Monday, 28 November 2022 at 12:00-13:00 Zoom
A presentation by Juan Mateos-Garcia, Director of the Data Analytics Practice and George Richardson, Head of Data Science at Nesta in London, United Kingdom.
In this seminar, Nesta will present a vision for data enabled research and innovation policy based on lessons learned in EURITO, a three-year Horizon 2020 project to develop new indicators for research and innovation policy. We argue that new, mission-driven models for R&I policy require indicators and evidence based on new data sources and data science / machine learning methods and provide examples of how that evidence can be deployed across the policy-making cycle. Having done this, we identify supply-side and demand-side barriers to the policy adoption of these new methods, and propose actions to overcome them.
Juan Mateos-Garcia is Director of the Data Analytics Practice at Nesta. He leads a team of data engineers, data scientists, data visualisation developers, policy experts and ethicists using data analytics to advance Nesta’s missions. Juan is interested in how data analytics techniques such as machine learning can be combined with other methods to achieve social impact, in how scientific research and innovation are being transformed by emerging technologies such as Artificial Intelligence, and in the role of policy in ensuring that these emerging technologies evolve in directions consistent with the public interest and conducive towards a fairer society.

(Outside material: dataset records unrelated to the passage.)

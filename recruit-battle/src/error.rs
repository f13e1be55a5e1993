//! Error types for the battle integration layer.

use thiserror::Error;

use recruit_core::{ErrorKind, RecruitError, UnitId};

/// Top-level error type for battle-side recruitment operations.
#[derive(Error, Debug)]
pub enum BattleError {
    /// The recruitment engine rejected the operation.
    #[error(transparent)]
    Recruit(#[from] RecruitError),

    /// A unit referenced by an event is not on the battlefield.
    #[error("Unit not on battlefield: {0}")]
    UnitNotFound(UnitId),

    /// SQLite persistence error.
    #[error("Database error: {0}")]
    Database(#[from] rusqlite::Error),

    /// Serialization or deserialization failure.
    #[error("Serialization error: {0}")]
    Serialization(String),

    /// A stored roster row failed checksum verification.
    #[error("Checksum mismatch for {unit}: expected {expected}, found {actual}")]
    ChecksumMismatch {
        /// Which unit.
        unit: UnitId,
        /// Stored checksum.
        expected: String,
        /// Checksum of the stored data.
        actual: String,
    },

    /// The tracing subscriber could not be installed.
    #[error("Logging setup failed: {0}")]
    Logging(String),
}

impl BattleError {
    /// Collaborator-facing error kind. Everything outside the engine is a
    /// `SystemError`.
    #[must_use]
    pub fn kind(&self) -> ErrorKind {
        match self {
            Self::Recruit(e) => e.kind(),
            Self::UnitNotFound(_) => ErrorKind::InvalidTarget,
            Self::Database(_)
            | Self::Serialization(_)
            | Self::ChecksumMismatch { .. }
            | Self::Logging(_) => ErrorKind::SystemError,
        }
    }
}

/// Convenience Result type alias.
pub type Result<T> = std::result::Result<T, BattleError>;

George Richardson is the Head of Data Science in the Data Analytics Practice at Nesta in London, United Kingdom. He works alongside a team of data scientists who contribute to Nesta’s missions through research and development, using methods such as machine learning, natural language processing and network science.
This workshop is organised by TalTech Industrial project. TalTech Industrial has received funding from the European Union’s Horizon 2020 research and innovation programme under grant agreement No 952410.